OK! So You decided which way to go and have picked out your os. Before downloading it you need to pick a version. Most distros offer at least three.

  • Gnome: I highly encourage new users utilize this desktop. You run across apps from here even when you are not using it. It is also very strait forward and doesn't use up too much memory. Its also the most used desktop by a wide margin.
  • KDE: I suggest avoiding KDE at first, possibly forever. You will rarely see KDE apps outside of a KDE environment and I find it too bloated with features that serve no real purpose. Some of the mobile projects based on it are great, on the desktop not so much.
  • Cinnamon, LXDE, or XFCE: Great for older computers and for when you find that its nice to have a desktop, but the previous two are too bloated. Using Linux tends to turn people into minimalists
  • Openbox, Fluxbox, or Blackbox: A lot of people move onto these once they find themselves in the terminal mostly. It provides some niceties but gets completely out of your way. Also *box systems are great if you like to run multiple desktops.

FAQ to head off comments:
  • Why not Ubuntu? Ubuntu makes it almost TOO easy and can result in bad habits as a result. Also as a supporter of FOSS I have some issues with Ubuntu and refuse to use it so obviously I am not going to suggest it.
  • Why not OpenSUSE? I don't have any issue with the distro, but I have only known like maybe a dozen people that use it as their primary.
  • What desktop do you use? Openbox with Rox-filer
  • Why do you prefer a second computer over dualboot? So, lets say you don't know something and need to look it up or post to a forum and your system is all screwed up. Wouldn't it be nice to just flip on your other computer?

A few years ago I would have said Ubuntu, even if I don't use it personally. But not now. Ubuntu seems to go all wrong nowadays.

I won't get into tedious technical and/or political details right now, but to make a long story short, Ubuntu now seems to pretty much go into its own direction, follow its own advice and not care much about what the rest of the Linux world is doing. That is wrong for people who want to learn generic GNU/Linux skills. Right now Ubuntu is still decent, but the technical and political choices that were made in the last years mean that it is likely that Ubuntu will increasingly become a stand-alone OS with its own way of working and less interoperability with other linuxes, including Debian.

My advice would be to go directly for the "real thing", in other words Debian. Debian has had huge improvements in user-friendliness and usability for the general public in the last few years, and now installing and using it is not so different from Ubuntu. Which means it is actually easier to install than Windows, and the learning curve is soft and the documentation abundant if you stick to default options and environments.

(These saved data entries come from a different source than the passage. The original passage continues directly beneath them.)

//! Edit buffer over a mod profile snapshot.

use crate::catalog::{MetadataKvp, ModProfile, ModStatus, ModVisibility};

/// An editable value with a dirty flag.
///
/// `set` marks the field dirty unconditionally, even when the new value
/// equals the old one; "touched" is what the plan builder submits, not
/// "different".
#[derive(Debug, Clone, PartialEq, Eq)]
pub struct EditField<T> {
    value: T,
    dirty: bool,
}

impl<T> EditField<T> {
    fn clean(value: T) -> Self {
        Self {
            value,
            dirty: false,
        }
    }

    pub fn get(&self) -> &T {
        &self.value
    }

    pub fn set(&mut self, value: T) {
        self.value = value;
        self.dirty = true;
    }

    pub fn is_dirty(&self) -> bool {
        self.dirty
    }
}

/// One gallery image in the edit buffer.
///
/// Entries seeded from the profile carry no bytes; entries the user adds
/// must, since their content has never been uploaded.
#[derive(Debug, Clone, PartialEq, Eq)]
pub struct GalleryEntry {
    /// Filename the image keeps on the profile.
    pub file_name: String,
    /// Local image content for a new addition.
    pub bytes: Option<Vec<u8>>,
}

/// Buffered changes to one mod profile.
///
/// Snapshot the current profile with [`ModEdit::from_profile`], mutate
/// through the setters, then hand the buffer to [`submit`]. Untouched
/// fields stay clean and are never submitted.
///
/// [`submit`]: super::submit
#[derive(Debug, Clone)]
pub struct ModEdit {
    pub(crate) name: EditField<String>,
    pub(crate) name_id: EditField<String>,
    pub(crate) summary: EditField<String>,
    pub(crate) description: EditField<String>,
    pub(crate) homepage_url: EditField<String>,
    pub(crate) metadata_blob: EditField<String>,
    pub(crate) visibility: EditField<ModVisibility>,
    pub(crate) status: EditField<ModStatus>,
    /// Replacement logo content; dirty means "upload this".
    pub(crate) logo: EditField<Option<Vec<u8>>>,
    pub(crate) youtube_urls: EditField<Vec<String>>,
    pub(crate) sketchfab_urls: EditField<Vec<String>>,
    pub(crate) gallery: EditField<Vec<GalleryEntry>>,
    pub(crate) tags: EditField<Vec<String>>,
    pub(crate) metadata_kvps: EditField<Vec<MetadataKvp>>,
}

impl ModEdit {
    /// Snapshot a profile into an all-clean buffer.
    pub fn from_profile(profile: &ModProfile) -> Self {
        let gallery = profile
            .media
            .gallery_images
            .iter()
            .map(|image| GalleryEntry {
                file_name: image.file_name.clone(),
                bytes: None,
            })
            .collect();

        Self {
            name: EditField::clean(profile.name.clone()),
            name_id: EditField::clean(profile.name_id.clone()),
            summary: EditField::clean(profile.summary.clone()),
            description: EditField::clean(profile.description.clone()),
            homepage_url: EditField::clean(profile.homepage_url.clone()),
            metadata_blob: EditField::clean(profile.metadata_blob.clone()),
            visibility: EditField::clean(profile.visibility),
            status: EditField::clean(profile.status),
            logo: EditField::clean(None),
            youtube_urls: EditField::clean(profile.media.youtube_urls.clone()),
            sketchfab_urls: EditField::clean(profile.media.sketchfab_urls.clone()),
            gallery: EditField::clean(gallery),
            tags: EditField::clean(profile.tags.clone()),
            metadata_kvps: EditField::clean(profile.metadata_kvps.clone()),
        }
    }

    /// Whether any field has been touched.
    pub fn has_changes(&self) -> bool {
        self.name.is_dirty()
            || self.name_id.is_dirty()
            || self.summary.is_dirty()
            || self.description.is_dirty()
            || self.homepage_url.is_dirty()
            || self.metadata_blob.is_dirty()
            || self.visibility.is_dirty()
            || self.status.is_dirty()
            || self.logo.is_dirty()
            || self.youtube_urls.is_dirty()
            || self.sketchfab_urls.is_dirty()
            || self.gallery.is_dirty()
            || self.tags.is_dirty()
            || self.metadata_kvps.is_dirty()
    }

    pub fn set_name(&mut self, name: impl Into<String>) {
        self.name.set(name.into());
    }

    pub fn set_name_id(&mut self, name_id: impl Into<String>) {
        self.name_id.set(name_id.into());
    }

    pub fn set_summary(&mut self, summary: impl Into<String>) {
        self.summary.set(summary.into());
    }

    pub fn set_description(&mut self, description: impl Into<String>) {
        self.description.set(description.into());
    }

    pub fn set_homepage_url(&mut self, url: impl Into<String>) {
        self.homepage_url.set(url.into());
    }

    pub fn set_metadata_blob(&mut self, blob: impl Into<String>) {
        self.metadata_blob.set(blob.into());
    }

    pub fn set_visibility(&mut self, visibility: ModVisibility) {
        self.visibility.set(visibility);
    }

    pub fn set_status(&mut self, status: ModStatus) {
        self.status.set(status);
    }

    /// Stage a replacement logo.
    pub fn set_logo(&mut self, image: Vec<u8>) {
        self.logo.set(Some(image));
    }

    /// Replace the full YouTube URL list.
    pub fn set_youtube_urls(&mut self, urls: Vec<String>) {
        self.youtube_urls.set(urls);
    }

    /// Replace the full Sketchfab URL list.
    pub fn set_sketchfab_urls(&mut self, urls: Vec<String>) {
        self.sketchfab_urls.set(urls);
    }

    /// Replace the full gallery list.
    pub fn set_gallery(&mut self, entries: Vec<GalleryEntry>) {
        self.gallery.set(entries);
    }

    /// Stage a new gallery image.
    pub fn add_gallery_image(&mut self, file_name: impl Into<String>, bytes: Vec<u8>) {
        let mut gallery = self.gallery.get().clone();
        gallery.push(GalleryEntry {
            file_name: file_name.into(),
            bytes: Some(bytes),
        });
        self.gallery.set(gallery);
    }

    /// Drop a gallery image by filename.
    pub fn remove_gallery_image(&mut self, file_name: &str) {
        let mut gallery = self.gallery.get().clone();
        gallery.retain(|entry| entry.file_name != file_name);
        self.gallery.set(gallery);
    }

    /// Replace the full tag list.
    pub fn set_tags(&mut self, tags: Vec<String>) {
        self.tags.set(tags);
    }

    /// Replace the full metadata KVP list.
    pub fn set_metadata_kvps(&mut self, kvps: Vec<MetadataKvp>) {
        self.metadata_kvps.set(kvps);
    }
}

And if you know Debian, you know one of the most widely used distributions for servers worldwide.

I never tried Linux Mint, but I heard much good of it too. Fedora and Arch seem to be solid options too. Mandriva used to be a good choice for beginners, but it has been ages since I last heard of someone actually using it. They seem to have had a huge drop in popularity and I wouldn't recommend it now.

First off. just FYI, it's "White hat hacking" not "white hack hacking". The other categories are Black-hat hacking, and grey-hat hacking. The hat reference comes from the US Western movies, where the good guy(s) always wore a white hat, the bad guys always wore black hats. That was so that the movie-goer could figure out right away who were the good guys, and who were the baddies. "Grey hat" is just a nerdified mixture of the two.

Secondly, throwing in Steam OS and Kali in your list is rather like saying, "I want some simple, non-motorized transport, so my choices are a bicycle, a Penny-Farthing, and a banana".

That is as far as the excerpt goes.